Comparée à d'autres légumineuses, la luzerne se distingue par des capacités exceptionnelles d’apports d’azote (N). En effet, elle atteint un taux de fixation symbiotique de 90 %, dépassant des cultures de ses cousins comme les pois, le soja ou les haricots, dont les taux se situent entre 40 et 70 %. Cette capacité de fixation d’azote est particulièrement avantageuse dans les systèmes d'agriculture biologique, où l’apport d’azote minéral est limité. Son utilisation n’est pas des moindres : pour l’année 2009 en France, la fixation d'azote par les légumineuses a contribué à l'équivalent du quart des besoins en engrais chimiques, tous types de production confondus !
La luzerne est également connue pour ses racines profondes qui pénètrent les sols jusqu'à plusieurs mètres de profondeur. Sa structure racinaire participe à aérer le sol, améliore la rétention d'eau, et prévient l’érosion. Cela fait d’elle une excellente tête de rotation dans les systèmes agricoles. Elle agit comme une culture nettoyante et restructurante, idéale pour préparer les sols à des cultures exigeantes, comme le blé, le maïs ou le colza. De par sa culture pérenne, elle aide à briser les cycles de maladies et de ravageurs, limitant ainsi la pression sanitaire sur les cultures suivantes. Ce rôle de "vide sanitaire" est précieux dans la gestion des cultures intensives, notamment pour réduire l’utilisation de pesticides.
En outre, la luzerne a un impact positif sur la biodiversité et les auxiliaires des cultures.

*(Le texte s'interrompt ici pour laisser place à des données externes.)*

//! Deterministic simulation harness for pdugate testing.
//!
//! Turmoil-backed helpers and a seeded `Environment` for deterministic,
//! reproducible testing of the binary transport.
//!
//! # Model-Based Testing
//!
//! The `model` module provides a reference implementation for model-based
//! testing. Operations are applied to both the model and the real registry,
//! and their results and observable states are compared.

#![forbid(unsafe_code)]
#![warn(missing_docs)]

pub mod model;
pub mod sim_env;
pub mod sim_server;

pub use model::{
    ModelRegistry, ModelSubscriberId, ObservableState, Operation, OperationError,
    OperationResult, SmallSd,
};
pub use sim_env::SimEnv;
pub use sim_server::{SIM_PORT, exchange, run_binary_host};
//! Binary socket transport.
//!
//! One request per connection: the client connects, sends a single frame,
//! receives a single ack frame, and the server closes the connection.
//!
//! Frames that fail to decode (bad magic, unknown opcode, an ack sent to the
//! server, undecodable payload) are logged and the connection is dropped
//! without a response. They never reach the registry.
//!
//! A peer that does not deliver a complete request frame within the read
//! timeout is dropped the same way.

use std::{net::SocketAddr, time::Duration};

use pdugate_core::{Environment, SharedRegistry};
use pdugate_proto::{Request, read_frame, write_frame};
use tokio::{
    io::{AsyncRead, AsyncWrite, AsyncWriteExt},
    net::TcpListener,
};

use crate::{DEFAULT_READ_TIMEOUT, error::ServerError};

/// Accept loop for the binary transport.
pub struct BinaryServer<E>
where
    E: Environment,
{
    listener: TcpListener,
    registry: SharedRegistry<E>,
    read_timeout: Duration,
}

impl<E> BinaryServer<E>
where
    E: Environment,
{
    /// Bind the listening socket.
    pub async fn bind(addr: &str, registry: SharedRegistry<E>) -> Result<Self, ServerError> {
        let listener = TcpListener::bind(addr).await?;
        Ok(Self { listener, registry, read_timeout: DEFAULT_READ_TIMEOUT })
    }

    /// Deadline for a connection to deliver its request frame.
    #[must_use]
    pub fn with_read_timeout(mut self, read_timeout: Duration) -> Self {
        self.read_timeout = read_timeout;
        self
    }

    /// Local address the server is bound to.
    pub fn local_addr(&self) -> Result<SocketAddr, ServerError> {
        Ok(self.listener.local_addr()?)
    }

    /// Accept connections until the task is cancelled.
    ///
    /// Each connection is served on its own task; the registry lock
    /// serializes the state change itself.
    pub async fn run(self) -> Result<(), ServerError> {
        tracing::info!("Binary transport listening on {}", self.local_addr()?);

        loop {
            match self.listener.accept().await {
                Ok((stream, peer)) => {
                    let registry = self.registry.clone();
                    let read_timeout = self.read_timeout;

                    tokio::spawn(async move {
                        tracing::debug!("New connection: {}", peer);
                        if let Err(e) = serve_connection(stream, &registry, read_timeout).await {
                            tracing::warn!("Connection {} dropped: {}", peer, e);
                        }
                    });
                },
                Err(e) => {
                    tracing::error!("Accept error: {}", e);
                },
            }
        }
    }
}

/// Serve a single request/ack exchange on an established stream.
///
/// Generic over the stream so simulated sockets and in-memory pipes can drive
/// it exactly like a TCP connection.
///
/// # Errors
///
/// - `ServerError::Protocol` if the incoming frame is malformed
/// - `ServerError::Timeout` if no complete frame arrives within `read_timeout`
///
/// In both cases nothing is written back and the registry is untouched.
pub async fn serve_connection<S, E>(
    mut stream: S,
    registry: &SharedRegistry<E>,
    read_timeout: Duration,
) -> Result<(), ServerError>
where
    S: AsyncRead + AsyncWrite + Unpin,
    E: Environment,
{
    let frame = tokio::time::timeout(read_timeout, read_frame(&mut stream))
        .await
        .map_err(|_| ServerError::Timeout(read_timeout))??;
    let request = Request::from_frame(&frame)?;

    tracing::debug!(subscriber = request.id(), opcode = ?frame.opcode(), "request received");

    let ack = registry.handle(request);
    write_frame(&mut stream, &ack.to_frame()?).await?;
    stream.shutdown().await?;

    Ok(())
}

Sa couverture permanente du sol et sa culture pluriannuelle créent un habitat favorable aux prédateurs naturels, aidant ainsi à réguler les populations d’insectes nuisibles. Cette dynamique contribue à une meilleure résilience des cultures face aux ravageurs et à un environnement agricole plus durable.

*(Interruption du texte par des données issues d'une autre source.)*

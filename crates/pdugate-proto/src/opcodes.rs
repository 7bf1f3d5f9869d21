//! Message kind tags carried in the frame header.

use crate::errors::ProtocolError;

/// Frame opcode.
///
/// Requests live in the low range, acknowledgments set the high bit so the
/// direction of a frame is visible from its opcode alone.
#[derive(Debug, Clone, Copy, PartialEq, Eq, Hash)]
#[repr(u8)]
pub enum Opcode {
    /// Client asks to register a subscriber.
    RegistrationRequest = 0x01,
    /// Client asks for a PDU session on a slice.
    PduSessionRequest = 0x02,
    /// Client asks to deregister a subscriber.
    DeregistrationRequest = 0x03,
    /// Server answer to [`Opcode::RegistrationRequest`].
    RegistrationAck = 0x81,
    /// Server answer to [`Opcode::PduSessionRequest`].
    PduSessionAck = 0x82,
    /// Server answer to [`Opcode::DeregistrationRequest`].
    DeregistrationAck = 0x83,
}

impl Opcode {
    const ACK_BIT: u8 = 0x80;

    /// Wire value.
    pub fn to_u8(self) -> u8 {
        self as u8
    }

    /// True for server-to-client opcodes.
    pub fn is_ack(self) -> bool {
        self.to_u8() & Self::ACK_BIT != 0
    }

    /// The acknowledgment opcode answering this request opcode.
    ///
    /// Returns `None` when called on an ack.
    pub fn ack(self) -> Option<Self> {
        match self {
            Self::RegistrationRequest => Some(Self::RegistrationAck),
            Self::PduSessionRequest => Some(Self::PduSessionAck),
            Self::DeregistrationRequest => Some(Self::DeregistrationAck),
            Self::RegistrationAck | Self::PduSessionAck | Self::DeregistrationAck => None,
        }
    }
}

impl TryFrom<u8> for Opcode {
    type Error = ProtocolError;

    fn try_from(value: u8) -> Result<Self, Self::Error> {
        match value {
            0x01 => Ok(Self::RegistrationRequest),
            0x02 => Ok(Self::PduSessionRequest),
            0x03 => Ok(Self::DeregistrationRequest),
            0x81 => Ok(Self::RegistrationAck),
            0x82 => Ok(Self::PduSessionAck),
            0x83 => Ok(Self::DeregistrationAck),
            other => Err(ProtocolError::UnknownOpcode(other)),
        }
    }
}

Par ailleurs, la luzerne se distingue des autres plantes fourragères grâce à une teneur plus élevée en protéines et en nutriments essentiels. Cela en fait une denrée privilégiée dans les systèmes d’élevage, notamment dans les régimes pour bovins laitiers. Riche en protéines (jusqu’à 20,1 % en matière sèche) et en fibres, disposant d’une teneur en cellulose brute de élevée (25%), elle contribue à améliorer la digestion des animaux herbivores. La luzerne est également riche en Vitamines (A, E, K), essentielles pour la croissance et la santé des animaux.
Sur le plan minéral, la luzerne se démarque par sa forte teneur en magnésium, potassium et fer, mais surtout en calcium, minéral crucial pour la solidité des os et des dents. En alimentation humaine, la luzerne est surtout consommée sous forme de germes, souvent inclus dans les régimes alimentaires sains, en raison de leur faible teneur en calories et leur richesse en vitamines et antioxydants (Inrae Cirad Afz 2021).
Moins consommatrice en eau et en intrants que les autres cultures de légumineuses, la luzerne participe à réduire la dépendance aux engrais chimiques, tout en améliorant la structure des sols sur le long terme ! En somme, la luzerne s'impose comme une plante clé pour une agriculture plus résiliente et durable. L'usage polyvalent de la luzerne, tant dans l'alimentation animale qu'humaine, témoigne de son immense potentiel et de sa place essentielle dans les pratiques agricoles modernes.